Aim of the task »
Would you copy all lines in the data that contain the word "only"?

[Provided records]

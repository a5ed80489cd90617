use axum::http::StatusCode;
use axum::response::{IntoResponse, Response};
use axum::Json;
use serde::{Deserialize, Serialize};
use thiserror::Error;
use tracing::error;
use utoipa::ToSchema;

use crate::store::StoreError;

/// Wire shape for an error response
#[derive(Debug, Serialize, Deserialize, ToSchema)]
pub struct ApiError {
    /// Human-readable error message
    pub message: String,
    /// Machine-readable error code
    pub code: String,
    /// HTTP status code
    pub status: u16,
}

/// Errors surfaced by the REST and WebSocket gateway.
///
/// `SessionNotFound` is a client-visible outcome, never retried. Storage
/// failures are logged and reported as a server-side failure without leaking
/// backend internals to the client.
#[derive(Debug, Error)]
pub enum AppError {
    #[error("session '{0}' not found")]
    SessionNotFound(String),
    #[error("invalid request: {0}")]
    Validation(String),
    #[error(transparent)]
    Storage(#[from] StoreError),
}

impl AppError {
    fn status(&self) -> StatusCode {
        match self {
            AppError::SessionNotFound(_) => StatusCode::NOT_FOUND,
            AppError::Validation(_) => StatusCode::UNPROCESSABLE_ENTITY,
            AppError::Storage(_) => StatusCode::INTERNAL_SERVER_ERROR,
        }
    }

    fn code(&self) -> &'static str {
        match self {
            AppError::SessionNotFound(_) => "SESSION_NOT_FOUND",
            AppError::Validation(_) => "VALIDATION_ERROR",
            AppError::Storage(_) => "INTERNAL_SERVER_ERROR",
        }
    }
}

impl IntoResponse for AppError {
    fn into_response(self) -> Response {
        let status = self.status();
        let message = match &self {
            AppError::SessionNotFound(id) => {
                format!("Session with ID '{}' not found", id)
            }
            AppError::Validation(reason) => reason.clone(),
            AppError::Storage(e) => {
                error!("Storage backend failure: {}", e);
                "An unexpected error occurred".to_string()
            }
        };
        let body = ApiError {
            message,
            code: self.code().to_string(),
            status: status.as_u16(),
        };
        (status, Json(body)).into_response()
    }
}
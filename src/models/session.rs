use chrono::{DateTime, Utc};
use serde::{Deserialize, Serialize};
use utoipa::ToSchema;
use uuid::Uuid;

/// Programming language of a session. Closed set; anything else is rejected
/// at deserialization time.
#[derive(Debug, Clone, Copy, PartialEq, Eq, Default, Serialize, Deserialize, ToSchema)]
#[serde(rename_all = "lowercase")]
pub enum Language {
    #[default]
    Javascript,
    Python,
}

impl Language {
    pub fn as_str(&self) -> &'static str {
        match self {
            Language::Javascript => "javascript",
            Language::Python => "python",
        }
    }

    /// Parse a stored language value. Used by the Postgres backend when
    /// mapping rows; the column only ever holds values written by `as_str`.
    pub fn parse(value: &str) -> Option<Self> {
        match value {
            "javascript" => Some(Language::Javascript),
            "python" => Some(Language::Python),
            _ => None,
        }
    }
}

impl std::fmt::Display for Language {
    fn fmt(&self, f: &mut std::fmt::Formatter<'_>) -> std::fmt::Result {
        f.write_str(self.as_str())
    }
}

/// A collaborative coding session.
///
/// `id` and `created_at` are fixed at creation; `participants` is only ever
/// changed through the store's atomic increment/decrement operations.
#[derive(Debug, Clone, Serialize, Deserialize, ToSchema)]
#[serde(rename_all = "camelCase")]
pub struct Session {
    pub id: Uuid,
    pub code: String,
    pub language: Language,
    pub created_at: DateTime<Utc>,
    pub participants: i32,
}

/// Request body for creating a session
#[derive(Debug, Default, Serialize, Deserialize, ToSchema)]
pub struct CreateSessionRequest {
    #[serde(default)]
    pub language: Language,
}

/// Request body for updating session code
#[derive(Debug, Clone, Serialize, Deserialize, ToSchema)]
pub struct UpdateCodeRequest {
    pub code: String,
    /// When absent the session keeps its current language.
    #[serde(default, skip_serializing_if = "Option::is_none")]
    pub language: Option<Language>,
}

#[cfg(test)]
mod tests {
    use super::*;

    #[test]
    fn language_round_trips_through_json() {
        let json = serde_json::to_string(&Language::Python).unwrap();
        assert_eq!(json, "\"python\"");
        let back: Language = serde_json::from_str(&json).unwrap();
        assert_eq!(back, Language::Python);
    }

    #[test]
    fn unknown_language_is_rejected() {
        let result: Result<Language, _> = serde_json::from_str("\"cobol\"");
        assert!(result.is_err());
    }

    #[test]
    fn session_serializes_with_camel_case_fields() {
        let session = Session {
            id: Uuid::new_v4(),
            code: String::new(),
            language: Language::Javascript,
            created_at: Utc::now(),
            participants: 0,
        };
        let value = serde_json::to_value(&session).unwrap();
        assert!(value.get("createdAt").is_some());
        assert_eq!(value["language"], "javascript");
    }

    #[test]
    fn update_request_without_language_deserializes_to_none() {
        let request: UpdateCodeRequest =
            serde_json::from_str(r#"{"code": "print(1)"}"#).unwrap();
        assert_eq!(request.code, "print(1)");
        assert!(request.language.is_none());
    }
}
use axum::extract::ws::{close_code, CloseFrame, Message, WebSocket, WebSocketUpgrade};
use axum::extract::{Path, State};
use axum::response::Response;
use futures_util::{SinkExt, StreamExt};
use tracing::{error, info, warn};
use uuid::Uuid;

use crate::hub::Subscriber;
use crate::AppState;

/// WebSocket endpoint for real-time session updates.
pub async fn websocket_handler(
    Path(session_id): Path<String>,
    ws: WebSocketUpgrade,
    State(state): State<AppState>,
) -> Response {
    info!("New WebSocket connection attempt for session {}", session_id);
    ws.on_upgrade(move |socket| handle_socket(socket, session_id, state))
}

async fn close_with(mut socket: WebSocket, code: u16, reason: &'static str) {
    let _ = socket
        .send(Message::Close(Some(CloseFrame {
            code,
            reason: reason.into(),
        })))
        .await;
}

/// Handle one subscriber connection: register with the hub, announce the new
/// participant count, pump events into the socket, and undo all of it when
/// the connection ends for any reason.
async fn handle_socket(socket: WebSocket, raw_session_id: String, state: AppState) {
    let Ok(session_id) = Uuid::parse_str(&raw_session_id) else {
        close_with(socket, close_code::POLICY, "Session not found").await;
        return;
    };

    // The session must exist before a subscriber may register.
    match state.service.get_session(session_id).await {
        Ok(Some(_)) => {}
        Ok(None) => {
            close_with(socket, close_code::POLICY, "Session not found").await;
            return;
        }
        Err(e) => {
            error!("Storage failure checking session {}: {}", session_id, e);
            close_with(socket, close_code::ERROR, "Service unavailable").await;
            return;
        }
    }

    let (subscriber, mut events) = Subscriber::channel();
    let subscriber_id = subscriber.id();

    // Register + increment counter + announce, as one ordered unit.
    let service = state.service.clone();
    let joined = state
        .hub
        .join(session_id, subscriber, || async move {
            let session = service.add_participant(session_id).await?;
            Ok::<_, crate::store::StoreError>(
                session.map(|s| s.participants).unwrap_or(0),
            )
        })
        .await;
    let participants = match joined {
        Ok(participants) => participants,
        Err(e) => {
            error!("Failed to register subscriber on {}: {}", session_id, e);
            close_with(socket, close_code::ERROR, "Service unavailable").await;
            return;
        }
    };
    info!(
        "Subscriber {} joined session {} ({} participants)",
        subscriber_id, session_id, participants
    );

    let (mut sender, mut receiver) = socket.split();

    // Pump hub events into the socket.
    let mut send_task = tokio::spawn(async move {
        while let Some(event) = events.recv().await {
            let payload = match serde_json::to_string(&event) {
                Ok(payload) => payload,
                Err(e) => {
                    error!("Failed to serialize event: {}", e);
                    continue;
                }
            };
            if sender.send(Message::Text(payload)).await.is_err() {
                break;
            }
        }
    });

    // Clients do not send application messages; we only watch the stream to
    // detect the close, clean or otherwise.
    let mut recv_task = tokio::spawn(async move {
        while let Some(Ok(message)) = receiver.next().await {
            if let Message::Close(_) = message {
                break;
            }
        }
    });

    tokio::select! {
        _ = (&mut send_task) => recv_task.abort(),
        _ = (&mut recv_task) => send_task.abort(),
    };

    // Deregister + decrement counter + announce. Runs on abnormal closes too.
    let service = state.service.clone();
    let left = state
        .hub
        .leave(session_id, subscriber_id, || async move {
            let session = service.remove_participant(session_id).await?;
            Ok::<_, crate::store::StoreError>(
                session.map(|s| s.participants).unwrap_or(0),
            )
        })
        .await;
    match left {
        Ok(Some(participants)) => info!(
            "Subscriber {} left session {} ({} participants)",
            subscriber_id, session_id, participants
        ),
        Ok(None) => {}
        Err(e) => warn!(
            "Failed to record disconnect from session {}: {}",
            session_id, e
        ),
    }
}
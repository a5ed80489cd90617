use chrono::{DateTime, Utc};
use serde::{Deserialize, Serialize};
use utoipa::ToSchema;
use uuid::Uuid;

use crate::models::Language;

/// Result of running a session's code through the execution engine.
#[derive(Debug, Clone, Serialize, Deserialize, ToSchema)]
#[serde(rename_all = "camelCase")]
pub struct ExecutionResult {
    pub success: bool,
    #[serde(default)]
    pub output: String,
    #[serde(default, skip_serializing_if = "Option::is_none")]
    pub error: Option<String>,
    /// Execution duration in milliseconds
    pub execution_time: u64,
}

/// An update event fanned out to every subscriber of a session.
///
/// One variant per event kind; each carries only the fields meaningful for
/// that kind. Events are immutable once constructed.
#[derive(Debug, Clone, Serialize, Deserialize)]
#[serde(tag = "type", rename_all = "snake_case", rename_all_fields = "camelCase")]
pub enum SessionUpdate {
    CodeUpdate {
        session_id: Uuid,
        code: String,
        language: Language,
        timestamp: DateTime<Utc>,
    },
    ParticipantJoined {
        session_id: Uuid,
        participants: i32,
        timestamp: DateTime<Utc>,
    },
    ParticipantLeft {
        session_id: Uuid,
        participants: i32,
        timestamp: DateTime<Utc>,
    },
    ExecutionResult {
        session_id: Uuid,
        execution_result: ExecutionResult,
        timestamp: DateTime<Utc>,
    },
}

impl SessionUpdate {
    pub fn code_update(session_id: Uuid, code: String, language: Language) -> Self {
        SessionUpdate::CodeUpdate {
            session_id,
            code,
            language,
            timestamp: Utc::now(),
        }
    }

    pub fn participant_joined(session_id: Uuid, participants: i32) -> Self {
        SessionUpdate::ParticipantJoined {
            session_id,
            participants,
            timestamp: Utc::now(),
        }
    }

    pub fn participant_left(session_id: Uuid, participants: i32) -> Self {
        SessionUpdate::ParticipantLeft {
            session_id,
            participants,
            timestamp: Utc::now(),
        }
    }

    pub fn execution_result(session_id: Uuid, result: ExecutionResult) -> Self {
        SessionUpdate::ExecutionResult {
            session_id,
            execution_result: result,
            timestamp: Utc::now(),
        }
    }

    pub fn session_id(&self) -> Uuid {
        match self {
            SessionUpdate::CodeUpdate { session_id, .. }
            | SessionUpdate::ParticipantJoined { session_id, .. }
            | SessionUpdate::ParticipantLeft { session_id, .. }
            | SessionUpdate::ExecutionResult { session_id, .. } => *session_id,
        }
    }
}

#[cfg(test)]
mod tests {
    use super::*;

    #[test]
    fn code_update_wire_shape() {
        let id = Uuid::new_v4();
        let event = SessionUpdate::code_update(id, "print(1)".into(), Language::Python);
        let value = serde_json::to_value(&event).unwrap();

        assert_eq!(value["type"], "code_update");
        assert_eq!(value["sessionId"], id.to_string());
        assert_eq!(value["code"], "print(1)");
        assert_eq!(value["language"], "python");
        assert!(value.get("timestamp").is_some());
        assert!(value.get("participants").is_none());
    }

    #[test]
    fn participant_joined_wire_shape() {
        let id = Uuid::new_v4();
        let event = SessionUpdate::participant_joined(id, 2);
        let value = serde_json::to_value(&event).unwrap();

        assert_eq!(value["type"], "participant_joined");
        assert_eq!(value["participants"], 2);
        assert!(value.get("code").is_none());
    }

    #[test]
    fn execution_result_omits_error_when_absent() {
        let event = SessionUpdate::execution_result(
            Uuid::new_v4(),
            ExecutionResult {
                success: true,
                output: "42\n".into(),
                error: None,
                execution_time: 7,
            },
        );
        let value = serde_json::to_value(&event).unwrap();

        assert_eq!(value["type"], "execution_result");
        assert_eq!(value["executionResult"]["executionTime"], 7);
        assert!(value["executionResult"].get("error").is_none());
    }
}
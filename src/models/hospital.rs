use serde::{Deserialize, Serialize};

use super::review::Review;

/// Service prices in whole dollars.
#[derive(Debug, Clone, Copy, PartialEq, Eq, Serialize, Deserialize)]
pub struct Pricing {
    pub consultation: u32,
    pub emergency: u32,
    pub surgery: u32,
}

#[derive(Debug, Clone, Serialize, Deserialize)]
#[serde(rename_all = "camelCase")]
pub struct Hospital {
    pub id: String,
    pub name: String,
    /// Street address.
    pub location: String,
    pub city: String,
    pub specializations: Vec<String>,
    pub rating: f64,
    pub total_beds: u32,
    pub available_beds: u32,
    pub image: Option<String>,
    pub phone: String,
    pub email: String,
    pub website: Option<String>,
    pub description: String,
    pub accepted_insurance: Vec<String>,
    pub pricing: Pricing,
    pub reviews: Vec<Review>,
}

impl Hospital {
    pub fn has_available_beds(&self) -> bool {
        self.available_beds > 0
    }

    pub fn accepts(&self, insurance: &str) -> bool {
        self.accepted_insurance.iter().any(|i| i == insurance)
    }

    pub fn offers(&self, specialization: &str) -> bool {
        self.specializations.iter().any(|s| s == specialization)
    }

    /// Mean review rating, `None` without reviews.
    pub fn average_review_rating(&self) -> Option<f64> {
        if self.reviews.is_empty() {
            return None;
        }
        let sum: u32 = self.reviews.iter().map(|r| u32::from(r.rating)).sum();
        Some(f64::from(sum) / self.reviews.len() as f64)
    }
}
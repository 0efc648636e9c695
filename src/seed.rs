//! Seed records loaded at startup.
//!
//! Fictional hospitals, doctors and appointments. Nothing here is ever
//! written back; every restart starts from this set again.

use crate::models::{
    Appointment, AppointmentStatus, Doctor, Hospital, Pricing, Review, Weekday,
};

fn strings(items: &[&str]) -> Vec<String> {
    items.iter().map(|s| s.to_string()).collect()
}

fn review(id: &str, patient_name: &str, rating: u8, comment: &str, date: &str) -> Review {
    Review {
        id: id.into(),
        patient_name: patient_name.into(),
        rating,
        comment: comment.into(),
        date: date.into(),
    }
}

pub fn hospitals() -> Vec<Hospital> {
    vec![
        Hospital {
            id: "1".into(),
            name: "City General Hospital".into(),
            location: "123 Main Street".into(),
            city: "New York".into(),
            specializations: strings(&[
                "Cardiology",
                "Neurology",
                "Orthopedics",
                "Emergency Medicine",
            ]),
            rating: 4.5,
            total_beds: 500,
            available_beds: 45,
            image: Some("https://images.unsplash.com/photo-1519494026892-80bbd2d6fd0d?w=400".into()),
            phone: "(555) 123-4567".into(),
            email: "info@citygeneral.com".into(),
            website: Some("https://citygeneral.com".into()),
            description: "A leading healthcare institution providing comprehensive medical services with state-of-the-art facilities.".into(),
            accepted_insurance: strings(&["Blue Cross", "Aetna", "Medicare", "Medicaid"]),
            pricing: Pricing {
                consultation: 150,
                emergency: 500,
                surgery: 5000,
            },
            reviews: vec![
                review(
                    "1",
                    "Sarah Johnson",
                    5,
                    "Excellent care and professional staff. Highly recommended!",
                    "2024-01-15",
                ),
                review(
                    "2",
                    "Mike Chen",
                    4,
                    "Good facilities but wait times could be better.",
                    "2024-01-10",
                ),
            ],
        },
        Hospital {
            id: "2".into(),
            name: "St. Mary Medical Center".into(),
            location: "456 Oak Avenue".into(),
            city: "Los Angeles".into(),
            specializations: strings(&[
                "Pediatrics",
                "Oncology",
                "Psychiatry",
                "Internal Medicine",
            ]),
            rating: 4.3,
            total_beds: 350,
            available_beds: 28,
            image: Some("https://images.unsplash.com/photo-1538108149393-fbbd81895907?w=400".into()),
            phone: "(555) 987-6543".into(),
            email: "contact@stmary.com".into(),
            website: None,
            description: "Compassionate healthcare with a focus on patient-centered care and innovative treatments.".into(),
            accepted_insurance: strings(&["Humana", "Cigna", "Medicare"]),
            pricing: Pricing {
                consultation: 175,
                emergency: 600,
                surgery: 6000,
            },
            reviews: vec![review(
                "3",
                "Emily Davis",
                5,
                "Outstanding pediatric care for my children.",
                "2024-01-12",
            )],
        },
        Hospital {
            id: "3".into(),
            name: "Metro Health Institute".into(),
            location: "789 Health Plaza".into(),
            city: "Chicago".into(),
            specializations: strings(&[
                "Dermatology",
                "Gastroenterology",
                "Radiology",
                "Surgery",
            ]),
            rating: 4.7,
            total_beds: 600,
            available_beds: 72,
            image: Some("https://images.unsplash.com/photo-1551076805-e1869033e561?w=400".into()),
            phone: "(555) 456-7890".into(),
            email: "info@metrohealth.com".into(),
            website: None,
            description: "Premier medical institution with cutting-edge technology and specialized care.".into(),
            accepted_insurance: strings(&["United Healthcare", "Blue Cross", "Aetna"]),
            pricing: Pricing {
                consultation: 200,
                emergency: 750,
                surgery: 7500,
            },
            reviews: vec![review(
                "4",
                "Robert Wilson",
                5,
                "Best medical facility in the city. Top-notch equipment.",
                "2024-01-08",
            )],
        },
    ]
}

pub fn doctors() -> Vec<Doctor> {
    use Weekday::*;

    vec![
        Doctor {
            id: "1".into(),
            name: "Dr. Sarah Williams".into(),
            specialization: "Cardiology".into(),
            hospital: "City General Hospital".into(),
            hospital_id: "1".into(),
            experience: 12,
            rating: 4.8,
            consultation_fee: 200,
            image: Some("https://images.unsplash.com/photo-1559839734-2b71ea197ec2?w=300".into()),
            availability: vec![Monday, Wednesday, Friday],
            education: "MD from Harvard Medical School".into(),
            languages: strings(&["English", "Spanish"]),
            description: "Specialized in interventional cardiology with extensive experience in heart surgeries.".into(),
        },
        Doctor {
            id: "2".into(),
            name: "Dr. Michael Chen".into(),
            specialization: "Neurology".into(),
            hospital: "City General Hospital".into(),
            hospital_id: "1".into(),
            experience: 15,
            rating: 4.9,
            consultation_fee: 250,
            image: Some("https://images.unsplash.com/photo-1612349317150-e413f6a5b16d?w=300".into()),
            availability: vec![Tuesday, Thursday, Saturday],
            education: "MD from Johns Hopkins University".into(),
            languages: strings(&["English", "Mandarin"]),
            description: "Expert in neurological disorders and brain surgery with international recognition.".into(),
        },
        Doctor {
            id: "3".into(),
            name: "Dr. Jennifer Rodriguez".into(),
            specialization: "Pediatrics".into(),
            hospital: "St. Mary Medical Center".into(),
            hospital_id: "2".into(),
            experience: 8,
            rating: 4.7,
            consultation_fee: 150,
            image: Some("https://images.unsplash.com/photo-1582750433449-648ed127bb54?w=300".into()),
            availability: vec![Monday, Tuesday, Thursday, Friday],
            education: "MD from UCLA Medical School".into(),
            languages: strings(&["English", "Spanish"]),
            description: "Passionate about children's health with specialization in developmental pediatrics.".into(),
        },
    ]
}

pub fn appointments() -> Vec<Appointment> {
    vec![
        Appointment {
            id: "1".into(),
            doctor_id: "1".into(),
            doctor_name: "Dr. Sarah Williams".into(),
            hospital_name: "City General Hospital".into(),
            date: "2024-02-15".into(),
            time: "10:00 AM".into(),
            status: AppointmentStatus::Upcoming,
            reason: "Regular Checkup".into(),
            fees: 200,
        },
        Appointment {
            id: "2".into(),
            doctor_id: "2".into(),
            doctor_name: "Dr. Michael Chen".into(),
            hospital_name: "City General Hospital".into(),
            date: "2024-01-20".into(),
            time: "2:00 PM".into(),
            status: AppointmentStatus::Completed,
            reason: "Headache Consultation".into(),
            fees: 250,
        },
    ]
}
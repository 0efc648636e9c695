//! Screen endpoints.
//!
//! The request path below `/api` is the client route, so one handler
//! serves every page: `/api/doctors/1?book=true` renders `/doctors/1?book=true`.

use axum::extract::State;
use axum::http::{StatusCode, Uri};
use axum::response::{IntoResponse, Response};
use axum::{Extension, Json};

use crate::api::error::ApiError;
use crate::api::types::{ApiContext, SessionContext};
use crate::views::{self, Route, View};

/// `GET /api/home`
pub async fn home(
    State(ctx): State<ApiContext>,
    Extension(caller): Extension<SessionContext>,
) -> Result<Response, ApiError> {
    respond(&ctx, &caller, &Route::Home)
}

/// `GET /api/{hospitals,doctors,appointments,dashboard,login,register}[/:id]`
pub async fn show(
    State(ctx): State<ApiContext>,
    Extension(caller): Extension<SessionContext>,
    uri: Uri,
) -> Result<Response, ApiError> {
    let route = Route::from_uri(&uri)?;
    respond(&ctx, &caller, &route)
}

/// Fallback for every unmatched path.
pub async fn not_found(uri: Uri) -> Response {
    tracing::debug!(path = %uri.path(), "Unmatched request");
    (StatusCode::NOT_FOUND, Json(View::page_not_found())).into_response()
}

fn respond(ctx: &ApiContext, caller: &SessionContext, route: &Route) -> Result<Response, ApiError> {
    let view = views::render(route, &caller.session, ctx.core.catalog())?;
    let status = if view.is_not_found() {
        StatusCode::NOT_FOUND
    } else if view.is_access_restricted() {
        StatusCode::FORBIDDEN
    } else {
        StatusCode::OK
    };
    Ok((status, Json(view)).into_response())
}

[/Provided records]

Answer to this problem »
    /// mapping rows; the column only ever holds values written by `as_str`.
/// `id` and `created_at` are fixed at creation; `participants` is only ever
    // Clients do not send application messages; we only watch the stream to
/// One variant per event kind; each carries only the fields meaningful for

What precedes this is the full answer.